Looking at the records below, please work out how many lines contain the word "Group" and give the number alone.

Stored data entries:
Start of Block
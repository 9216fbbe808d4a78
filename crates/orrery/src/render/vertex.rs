//! # Vertex: Attribute Layouts and Uniform Blocks
//!
//! Geometry arrives as three separate flat float arrays (see
//! [`MeshData`](crate::mesh::MeshData)), so each attribute gets its own
//! vertex buffer slot instead of one interleaved struct:
//!
//! ```text
//! slot 0  position  [f32; 3]  stride 12  location(0)
//! slot 1  normal    [f32; 3]  stride 12  location(1)
//! slot 2  uv        [f32; 2]  stride  8  location(2)
//! ```
//!
//! ## Uniform Blocks
//!
//! ```text
//! ┌───────────────────────────────────────────────────────────────┐
//! │ Group 0:  Frame (per frame)                                   │
//! │   view_proj, camera_pos, light position + ambient/diffuse/    │
//! │   specular                                        144 bytes   │
//! ├───────────────────────────────────────────────────────────────┤
//! │ Group 1:  Albedo texture + sampler (per texture)              │
//! ├───────────────────────────────────────────────────────────────┤
//! │ Group 2:  Object (per draw, dynamic offset)                   │
//! │   model, normal_matrix, Phong material            192 bytes   │
//! └───────────────────────────────────────────────────────────────┘
//! ```
//!
//! Every `vec3` is followed by a scalar (either real data or padding) so
//! the Rust layout matches WGSL's 16-byte `vec3` alignment.

use bytemuck::{Pod, Zeroable};

use super::RenderState;
use crate::material::Material;
use crate::math::Mat4;

pub(crate) const POSITION_LAYOUT: wgpu::VertexBufferLayout<'static> = wgpu::VertexBufferLayout {
    array_stride: 12,
    step_mode: wgpu::VertexStepMode::Vertex,
    attributes: &[wgpu::VertexAttribute {
        offset: 0,
        shader_location: 0,
        format: wgpu::VertexFormat::Float32x3,
    }],
};

pub(crate) const NORMAL_LAYOUT: wgpu::VertexBufferLayout<'static> = wgpu::VertexBufferLayout {
    array_stride: 12,
    step_mode: wgpu::VertexStepMode::Vertex,
    attributes: &[wgpu::VertexAttribute {
        offset: 0,
        shader_location: 1,
        format: wgpu::VertexFormat::Float32x3,
    }],
};

pub(crate) const UV_LAYOUT: wgpu::VertexBufferLayout<'static> = wgpu::VertexBufferLayout {
    array_stride: 8,
    step_mode: wgpu::VertexStepMode::Vertex,
    attributes: &[wgpu::VertexAttribute {
        offset: 0,
        shader_location: 2,
        format: wgpu::VertexFormat::Float32x2,
    }],
};

/// Camera and light, shared by every draw in a frame.
#[repr(C)]
#[derive(Clone, Copy, Pod, Zeroable)]
pub(crate) struct FrameUniform {
    pub view_proj: [[f32; 4]; 4],
    pub camera_pos: [f32; 3],
    pub _pad0: f32,
    pub light_pos: [f32; 3],
    pub _pad1: f32,
    pub light_ambient: [f32; 3],
    pub _pad2: f32,
    pub light_diffuse: [f32; 3],
    pub _pad3: f32,
    pub light_specular: [f32; 3],
    pub _pad4: f32,
}

impl FrameUniform {
    pub fn from_state(state: &RenderState) -> Self {
        Self {
            view_proj: state.view_projection().to_cols_array_2d(),
            camera_pos: state.camera_position.to_array(),
            light_pos: state.light_position.to_array(),
            light_ambient: state.light.ambient.to_array(),
            light_diffuse: state.light.diffuse.to_array(),
            light_specular: state.light.specular.to_array(),
            ..Self::zeroed()
        }
    }
}

/// Per-draw transform and material.
#[repr(C)]
#[derive(Clone, Copy, Pod, Zeroable)]
pub(crate) struct ObjectUniform {
    pub model: [[f32; 4]; 4],
    /// Inverse transpose of the model matrix; the shader uses the upper 3x3.
    pub normal_matrix: [[f32; 4]; 4],
    pub ambient: [f32; 3],
    pub shininess: f32,
    pub diffuse: [f32; 3],
    pub _pad0: f32,
    pub specular: [f32; 3],
    pub _pad1: f32,
    pub emission: [f32; 3],
    pub _pad2: f32,
}

impl ObjectUniform {
    pub fn new(model: Mat4, material: &Material) -> Self {
        Self {
            model: model.to_cols_array_2d(),
            normal_matrix: model.inverse().transpose().to_cols_array_2d(),
            ambient: material.ambient.to_array(),
            shininess: material.shininess(),
            diffuse: material.diffuse.to_array(),
            specular: material.specular.to_array(),
            emission: material.emission.to_array(),
            ..Self::zeroed()
        }
    }
}

/// Skybox: maps clip space back to world directions.
#[repr(C)]
#[derive(Clone, Copy, Pod, Zeroable)]
pub(crate) struct SkyUniform {
    pub inv_view_proj: [[f32; 4]; 4],
}

#[cfg(test)]
mod tests {
    use super::*;

    #[test]
    fn uniform_sizes_match_wgsl() {
        assert_eq!(std::mem::size_of::<FrameUniform>(), 144);
        assert_eq!(std::mem::size_of::<ObjectUniform>(), 192);
        assert_eq!(std::mem::size_of::<SkyUniform>(), 64);
    }

    #[test]
    fn object_uniform_carries_material() {
        let mut material = Material::default();
        material.set_shininess(48.0);
        let uniform = ObjectUniform::new(Mat4::IDENTITY, &material);
        assert_eq!(uniform.shininess, 48.0);
        assert_eq!(uniform.emission, [0.0; 3]);
        assert_eq!(uniform.normal_matrix, Mat4::IDENTITY.to_cols_array_2d());
    }
}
End of Block
(Your solution):
3